_Problem details_
Which of the lines below include the word "value"? Pull each one out.

(Beginning of Given entries)

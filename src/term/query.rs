//! Keyed lookup over a list's children
//!
//! Children are matched by [`Term::initial_string`], so `(port 80)`,
//! `((port) 80)` and the atom `port` all answer to the key `port`.
//! The `find_*` family fails with a [`QueryError`] on a miss; the
//! `seek_*` family returns `None` instead.

use thiserror::Error;

use super::Term;
use crate::base::Position;

/// Errors raised when navigating a tree by key
#[derive(Debug, Clone, PartialEq, Eq, Error)]
pub enum QueryError {
    /// No child carries the key.
    #[error("{position}: no term tagged {key:?}")]
    KeyNotFound { key: String, position: Position },

    /// The term queried is an atom.
    #[error("{position}: expected a list, found an atom")]
    NotAList { position: Position },

    /// A child carries the key but is not a `(key value)` pair.
    #[error("{position}: term tagged {key:?} has {len} elements, expected exactly 2")]
    MalformedPair {
        key: String,
        len: usize,
        position: Position,
    },
}

impl QueryError {
    /// Create a key-not-found error.
    pub fn key_not_found(key: impl Into<String>, position: Position) -> Self {
        Self::KeyNotFound {
            key: key.into(),
            position,
        }
    }

    /// Where in the source the failed query pointed
    pub fn position(&self) -> Position {
        match self {
            Self::KeyNotFound { position, .. }
            | Self::NotAList { position }
            | Self::MalformedPair { position, .. } => *position,
        }
    }
}

impl Term {
    /// The first child whose initial string is `key`
    pub fn find_term(&self, key: &str) -> Result<&Term, QueryError> {
        self.list_contents()?
            .iter()
            .find(|t| t.starts_with(key))
            .ok_or_else(|| QueryError::key_not_found(key, self.position()))
    }

    /// Like [`find_term`](Self::find_term), but `None` on a miss or when called on an atom
    pub fn seek_term(&self, key: &str) -> Option<&Term> {
        self.find_term(key).ok()
    }

    /// The value of the first `(key value)` child
    pub fn find_sub_term(&self, key: &str) -> Result<&Term, QueryError> {
        let found = self.find_term(key)?;
        match found.as_list() {
            Some([_, value]) => Ok(value),
            Some(items) => Err(QueryError::MalformedPair {
                key: key.to_string(),
                len: items.len(),
                position: found.position(),
            }),
            None => Err(QueryError::MalformedPair {
                key: key.to_string(),
                len: 1,
                position: found.position(),
            }),
        }
    }

    /// Like [`find_sub_term`](Self::find_sub_term), but `None` on any failure,
    /// including a match that is not a `(key value)` pair
    pub fn seek_sub_term(&self, key: &str) -> Option<&Term> {
        self.find_sub_term(key).ok()
    }
}
use super::arena::{Arena, NodeId};
use super::errors::{ParseError, ParseErrorKind};
use super::mode::Mode;
use crate::base::rune::{self, Rune};
use crate::base::{Position, TextSize};
use crate::coding::{Coding, IndentStyle};
use crate::term::Term;

/// How many levels below the root a term may sit before parsing fails
pub const DEFAULT_MAX_NESTING: usize = 512;

// ============================================================================
// Entry points
// ============================================================================

/// Parse text under the default coding, unwrapping a sole root line
pub fn parse(text: &str) -> Result<Term, ParseError> {
    parse_with(text, &Coding::default())
}

/// Parse text under the default coding into a list of root lines
pub fn parse_as_list(text: &str) -> Result<Term, ParseError> {
    parse_as_list_with(text, &Coding::default())
}

pub fn parse_with(text: &str, coding: &Coding) -> Result<Term, ParseError> {
    parse_bytes_with(text.as_bytes(), coding)
}

pub fn parse_as_list_with(text: &str, coding: &Coding) -> Result<Term, ParseError> {
    parse_bytes_as_list_with(text.as_bytes(), coding)
}

/// Parse raw bytes, which must be UTF-8, unwrapping a sole root line
pub fn parse_bytes(bytes: &[u8]) -> Result<Term, ParseError> {
    parse_bytes_with(bytes, &Coding::default())
}

/// Parse raw bytes, which must be UTF-8, into a list of root lines
pub fn parse_bytes_as_list(bytes: &[u8]) -> Result<Term, ParseError> {
    parse_bytes_as_list_with(bytes, &Coding::default())
}

pub fn parse_bytes_with(bytes: &[u8], coding: &Coding) -> Result<Term, ParseError> {
    parse_bytes_as_list_with(bytes, coding).map(unwrap_sole_line)
}

pub fn parse_bytes_as_list_with(bytes: &[u8], coding: &Coding) -> Result<Term, ParseError> {
    let mut parser = Parser::with_coding(coding.clone());
    let result = parser.feed(bytes).and_then(|()| parser.finish());
    match &result {
        Ok(root) => debug!(
            bytes = bytes.len(),
            lines = root.contents().len(),
            "parsed document"
        ),
        Err(err) => debug!(
            line = err.line(),
            column = err.column(),
            code = err.code(),
            "parse failed: {}",
            err.message
        ),
    }
    result
}

fn unwrap_sole_line(root: Term) -> Term {
    match root {
        Term::List { mut items, .. } if items.len() == 1 => items.swap_remove(0),
        other => other,
    }
}

// ============================================================================
// Parser state
// ============================================================================

/// An enclosing indentation scope and the list its lines are appended to
#[derive(Debug, Clone, Copy)]
struct IndentLevel {
    depth: usize,
    container: NodeId,
}

/// Incremental parser
///
/// Input may arrive in arbitrary byte chunks through [`feed`](Self::feed); a
/// code point split across chunks is carried over. [`finish`](Self::finish)
/// runs the end-of-input step and yields the list of root lines.
///
/// ```
/// use termpose::Parser;
///
/// let mut parser = Parser::new();
/// parser.feed(b"greeting:hel").unwrap();
/// parser.feed(b"lo\n").unwrap();
/// assert_eq!(parser.finish().unwrap().to_string(), "((greeting hello))");
/// ```
#[derive(Debug)]
pub struct Parser {
    coding: Coding,
    arena: Arena,
    mode: Mode,
    mode_stack: Vec<Mode>,

    /// Symbol text, or the leading whitespace of the current line
    string_buffer: String,
    previous_indentation: String,
    salient_indentation: String,
    has_found_line: bool,

    indent_stack: Vec<IndentLevel>,
    /// The current line's list followed by any brackets open on it
    paren_stack: Vec<NodeId>,
    last_attached: Option<NodeId>,
    /// List opened by the pairing character; receives exactly the next term
    immediate_next: Option<NodeId>,

    multiline_indent_buffer: String,
    multiline_indent: String,

    position: Position,
    offset: TextSize,
    token_start: Position,
    token_offset: TextSize,
    max_nesting: usize,
    /// Leading bytes of a code point cut off at the end of the last chunk
    pending: Vec<u8>,
    /// The last character was `\r`, so a following `\n` belongs to the same break
    skip_line_feed: bool,
    error: Option<ParseError>,
}

impl Default for Parser {
    fn default() -> Self {
        Self::new()
    }
}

(End of Given entries)

_Result of this task_
    /// A child carries the key but is not a `(key value)` pair.
    /// The value of the first `(key value)` child
            Some([_, value]) => Ok(value),
    /// including a match that is not a `(key value)` pair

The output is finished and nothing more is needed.